Consumers may be shying away from department stores but they are still flocking to off-price retailers such as TJX, which posted impressive sales and revenue growth in the second quarter.
TJX Inc. said the elimination of a debt extinguishment loss and lower interest expenses helped push net income up 6% to $549.33 million, from $517.62 million the same period the prior fiscal year.Net sales rose 6% to $7.36 billion from $6.92 billion. Same-store sales rose 6% on higher traffic. This included 4% growth in TJ Maxx same-store sales and 9% growth in Home Goods same-store sales in the U.S., as well as 12% growth in TJX Canada same-store sales and 5% growth in TJX Europe same-store sales.

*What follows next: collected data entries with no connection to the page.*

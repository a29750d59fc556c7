//! Persistence for user records.

pub mod users;

pub use users::{InMemoryUserStore, NewUser, PgUserStore, User, UserStore};
//! HTTP metrics middleware.
//!
//! Applied outermost so framework-level rejections (404, 405, 415, JSON
//! 400s) and authentication failures are counted too.

use axum::{extract::Request, middleware::Next, response::Response};
use std::time::Instant;

use crate::observability::metrics::record_http_request;

pub async fn http_metrics_middleware(request: Request, next: Next) -> Response {
    let start = Instant::now();
    let method = request.method().to_string();
    let path = request.uri().path().to_string();

    let response = next.run(request).await;

    record_http_request(&method, &path, response.status().as_u16(), start.elapsed());

    response
}
use crate::errors::AuthError;
use crate::models::{LoginResponse, LoginUserRequest, RegisterUserRequest, UserResponse};
use crate::routes::AppState;
use crate::services::{auth_service, token_service};
use axum::{extract::State, Json};
use std::sync::Arc;

/// Handle signup
///
/// POST /auth/signup
pub async fn signup(
    State(state): State<Arc<AppState>>,
    Json(payload): Json<RegisterUserRequest>,
) -> Result<Json<UserResponse>, AuthError> {
    let user =
        auth_service::signup(state.users.as_ref(), state.config.bcrypt_cost, payload).await?;

    Ok(Json(UserResponse::from(user)))
}

/// Handle login
///
/// POST /auth/login
pub async fn login(
    State(state): State<Arc<AppState>>,
    Json(payload): Json<LoginUserRequest>,
) -> Result<Json<LoginResponse>, AuthError> {
    let user =
        auth_service::authenticate(state.users.as_ref(), &state.dummy_password_hash, &payload)
            .await?;
    let response =
        token_service::issue_login_token(&state.codec, &user, state.config.jwt_expiration())?;

    Ok(Json(response))
}
//! Claims carried inside an issued token.

use chrono::{DateTime, Utc};
use serde::{Deserialize, Serialize};
use std::collections::BTreeMap;
use std::fmt;

/// Claim names owned by the codec. Extra claims with these names are
/// discarded at encode time so they can never override the real values.
pub const RESERVED_CLAIMS: [&str; 3] = ["sub", "iat", "exp"];

/// Value of an extra (non-reserved) claim.
///
/// Deliberately scalar-only: a payload carrying arrays, objects or nulls in an
/// extra claim does not decode.
#[derive(Debug, Clone, PartialEq, Serialize, Deserialize)]
#[serde(untagged)]
pub enum ClaimValue {
    Bool(bool),
    Integer(i64),
    Float(f64),
    String(String),
}

impl ClaimValue {
    pub fn as_str(&self) -> Option<&str> {
        match self {
            ClaimValue::String(s) => Some(s),
            _ => None,
        }
    }

    pub fn as_i64(&self) -> Option<i64> {
        match self {
            ClaimValue::Integer(n) => Some(*n),
            _ => None,
        }
    }

    pub fn as_bool(&self) -> Option<bool> {
        match self {
            ClaimValue::Bool(b) => Some(*b),
            _ => None,
        }
    }

    /// False only for NaN and infinite floats, which JSON cannot carry.
    pub(crate) fn is_serializable(&self) -> bool {
        match self {
            ClaimValue::Float(f) => f.is_finite(),
            _ => true,
        }
    }
}

impl From<&str> for ClaimValue {
    fn from(value: &str) -> Self {
        ClaimValue::String(value.to_string())
    }
}

impl From<String> for ClaimValue {
    fn from(value: String) -> Self {
        ClaimValue::String(value)
    }
}

impl From<i64> for ClaimValue {
    fn from(value: i64) -> Self {
        ClaimValue::Integer(value)
    }
}

impl From<f64> for ClaimValue {
    fn from(value: f64) -> Self {
        ClaimValue::Float(value)
    }
}

impl From<bool> for ClaimValue {
    fn from(value: bool) -> Self {
        ClaimValue::Bool(value)
    }
}

/// Extra claims keyed by claim name.
pub type ExtraClaims = BTreeMap<String, ClaimValue>;

/// Verified token claims.
///
/// Only the codec constructs these, so holding a `Claims` means the signature
/// checked out. Accessors are read-only. The subject is an email and is
/// redacted from Debug output.
#[derive(Clone, PartialEq, Serialize, Deserialize)]
pub struct Claims {
    sub: String,
    iat: i64,
    exp: i64,
    #[serde(flatten)]
    extra: ExtraClaims,
}

impl Claims {
    /// Reserved values are applied after the extras, so they always win.
    pub(crate) fn new(subject: &str, iat: i64, exp: i64, mut extra: ExtraClaims) -> Self {
        extra.retain(|name, _| !RESERVED_CLAIMS.contains(&name.as_str()));
        Self {
            sub: subject.to_string(),
            iat,
            exp,
            extra,
        }
    }

    /// Subject (the user's email).
    pub fn subject(&self) -> &str {
        &self.sub
    }

    /// Issued-at, seconds since the Unix epoch.
    pub fn issued_at(&self) -> i64 {
        self.iat
    }

    /// Expiration, seconds since the Unix epoch.
    pub fn expires_at(&self) -> i64 {
        self.exp
    }

    /// Look up an extra claim by name.
    pub fn extra(&self, name: &str) -> Option<&ClaimValue> {
        self.extra.get(name)
    }

    pub fn extra_claims(&self) -> &ExtraClaims {
        &self.extra
    }

    /// Expired when `exp` is at or before `now`.
    ///
    /// Compared at millisecond resolution: a token whose `exp` second has
    /// started is already expired.
    pub fn is_expired_at(&self, now: DateTime<Utc>) -> bool {
        self.exp.saturating_mul(1000) <= now.timestamp_millis()
    }
}

impl fmt::Debug for Claims {
    fn fmt(&self, f: &mut fmt::Formatter<'_>) -> fmt::Result {
        f.debug_struct("Claims")
            .field("sub", &"[REDACTED]")
            .field("iat", &self.iat)
            .field("exp", &self.exp)
            .field("extra", &self.extra.keys().collect::<Vec<_>>())
            .finish()
    }
}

“We are extremely pleased that our momentum continued in the second quarter,” said Carol Meyrowitz, chairman and CEO. “Our 6% consolidated same-store sales growth and 7% adjusted EPS growth significantly exceeded our expectations. It was great to see that same-store sales were entirely driven by customer traffic – our fifth consecutive quarter of sequential traffic improvement – and that we had strong sales across all of our divisions.”
Off-price retailers such as TJX have done better than the overall retail industry lately consumers remain cost-conscious.
The TJX Companies Inc. operatesmore than 3,300 stores in seven countries and three e-commerce sites.